Gruss and a couple of research colleagues – one from the University of Massachusetts and the other from Seattle Pacific University – have a particular interest in studying the efficiency of these female load carriers, the biomechanics of head load carriage and the impact and toll the loads can place on the human body.

“We want to study changes in the movements and energetic efficiency of walking with a load on the head and carrying a load on the head while also carrying a baby, which is also very common,” Gruss said. “Not many studies have looked at how movement actually changes when a woman is carrying a load on her head, and no one has ever looked at the kinematics of carrying a load while also carrying an infant.”

Gruss and her colleagues also plan to examine how carrying these heavy loads can change a woman’s biomechanics when walking with other people since women typically walk together, which can affect walking speed and mechanics.

“We don’t always get to choose how fast or slow we walk, which means that we are not always walking at our most efficient,” Gruss noted. “Look around anytime and anywhere, and you’re usually going to see people walking with someone else, especially if they have children.”

To get started, Gruss and Radford students began a pilot study in the fall 2023 semester with hopes of securing a National Science Foundation (NSF) grant to purchase necessary research equipment and fund a trip to Zambia for her and two students to do further research.

Inside the Center for the Sciences biology labs, students practiced walking with a 10-liter bucket of water on their heads. Gruss allowed them to use their hands to steady the heavy load. They also walked, with and without the buckets, alongside a partner. Students videoed the walks and collected data measurements to determine how head load carriage affects speed, walking stride and energy consumption.

“If there is extra energy being used on carrying water,” said Angelina Walters, a senior anthropological sciences major from Winchester, Virginia, “it can take away energy needed for growth and repairing the body” from the physical exertion.

The work may “allow us to help prevent injuries of people who carry heavy loads each day,” added student researcher George Copeland of Salem, Virginia.

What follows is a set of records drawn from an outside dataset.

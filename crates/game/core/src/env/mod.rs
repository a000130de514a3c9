//! Environment oracles injected into the game rules.
//!
//! The rules in this crate never reach for a global RNG or hard-coded
//! content tables. Randomness comes from [`RollProvider`] and flavor content
//! from [`ContentOracle`], so callers can substitute seeded generators and
//! custom catalogs.

mod content;
mod rolls;

pub use content::{ContentOracle, Template};
pub use rolls::{PcgRolls, RollProvider, SequenceRolls};
//! Entity factories: procedural generation of monsters, rooms, dungeons,
//! and artifacts.
//!
//! Factories draw all randomness from the injected [`crate::env::RollProvider`]
//! and all flavor text from the [`crate::env::ContentOracle`], so generation
//! is fully scriptable in tests. Generated entities carry unassigned ids;
//! the persistence boundary assigns identity on first save.

mod artifact;
mod dungeon;
mod monster;
mod room;

pub use artifact::{draw_rarity, generate_artifact};
pub use dungeon::generate_dungeon;
pub use monster::generate_monster;
pub use room::generate_room;

/// Failures surfaced by the factories.
///
/// Generation is infallible apart from content lookups: an empty flavor
/// pool means the catalog is misconfigured, and the error names the pool so
/// the operator can fix the data.
#[derive(Clone, Debug, PartialEq, Eq, thiserror::Error)]
pub enum GenerateError {
    #[error("content pool '{0}' is empty")]
    EmptyPool(&'static str),
}

/// Uniform pick from a pool, or the named error when the pool is empty.
pub(crate) fn pick<'a, T>(
    pool: &'a [T],
    pool_name: &'static str,
    rolls: &impl crate::env::RollProvider,
) -> Result<&'a T, GenerateError> {
    if pool.is_empty() {
        return Err(GenerateError::EmptyPool(pool_name));
    }
    let index = rolls.roll(pool.len() as u32) as usize - 1;
    Ok(&pool[index])
}

/// Jitter a base stat by ±10%, inclusive at both ends.
pub(crate) fn jitter(base: i32, rolls: &impl crate::env::RollProvider) -> i32 {
    let spread = base / 10;
    if spread <= 0 {
        return base;
    }
    let span = (2 * spread + 1) as u32;
    base - spread + rolls.roll(span) as i32 - 1
}

#[cfg(test)]
mod tests {
    use super::*;
    use crate::env::SequenceRolls;

    #[test]
    fn jitter_spans_plus_minus_ten_percent() {
        let low = jitter(100, &SequenceRolls::of_rolls([1]));
        let high = jitter(100, &SequenceRolls::of_rolls([21]));
        assert_eq!(low, 90);
        assert_eq!(high, 110);
    }

    #[test]
    fn jitter_leaves_tiny_bases_untouched() {
        assert_eq!(jitter(5, &SequenceRolls::of_rolls([])), 5);
    }

    #[test]
    fn pick_reports_the_empty_pool_by_name() {
        let pool: [String; 0] = [];
        let err = pick(&pool, "monster names", &SequenceRolls::of_rolls([])).unwrap_err();
        assert_eq!(err, GenerateError::EmptyPool("monster names"));
    }
}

While the students are busy with work that may improve the lives of others, they, too, are reaping longterm rewards from the research.

“It is very important to me that Radford offers such impactful research opportunities for undergraduate students,” Walters said. “As a fourth-year research student, I feel prepared and confident to understand research processes, present research and collaborate on projects.

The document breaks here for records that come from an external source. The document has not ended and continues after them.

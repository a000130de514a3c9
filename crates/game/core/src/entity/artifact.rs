//! Artifact entity and rarity tiers.

use strum::{Display, EnumIter};

use super::ArtifactId;

/// Ordinal rarity classification driving weighted random selection.
#[derive(Clone, Copy, Debug, PartialEq, Eq, Hash, PartialOrd, Ord, Display, EnumIter)]
#[cfg_attr(feature = "serde", derive(serde::Serialize, serde::Deserialize))]
pub enum Rarity {
    Common,
    Rare,
    Epic,
    Legendary,
    Mythical,
}

impl Rarity {
    /// Selection weight in the cumulative-weight rarity draw.
    pub fn weight(self) -> u32 {
        match self {
            Rarity::Common => 50,
            Rarity::Rare => 30,
            Rarity::Epic => 15,
            Rarity::Legendary => 4,
            Rarity::Mythical => 1,
        }
    }
}

/// A collectible artifact, attached to a dungeon at generation time and
/// moved into a player's inventory when claimed.
#[derive(Clone, Debug, PartialEq, Eq)]
#[cfg_attr(feature = "serde", derive(serde::Serialize, serde::Deserialize))]
pub struct Artifact {
    pub id: ArtifactId,
    pub name: String,
    pub description: String,
    pub rarity: Rarity,
}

“These opportunities,” she continued, “have helped shape my undergraduate career and have helped prepare me to move on to further education and long-term careers.”

The data being collected will go a long way toward furthering the research by applying for the NSF grant that will help pay for a trip to Zambia in 2025 and a cameraless equipment system that can accurately measure each the location, angular momentum and position of subjects’ body segments.

“We are hoping that by documenting the biomechanics of head load carriage, it could help advise health policy,” Gruss said. “The girls can’t simply stop their responsibilities to the families and communities, but if we can gather and introduce better information out into the public – about how this affects women and young girls –then better and more informed healthcare policies can be made to protect them.”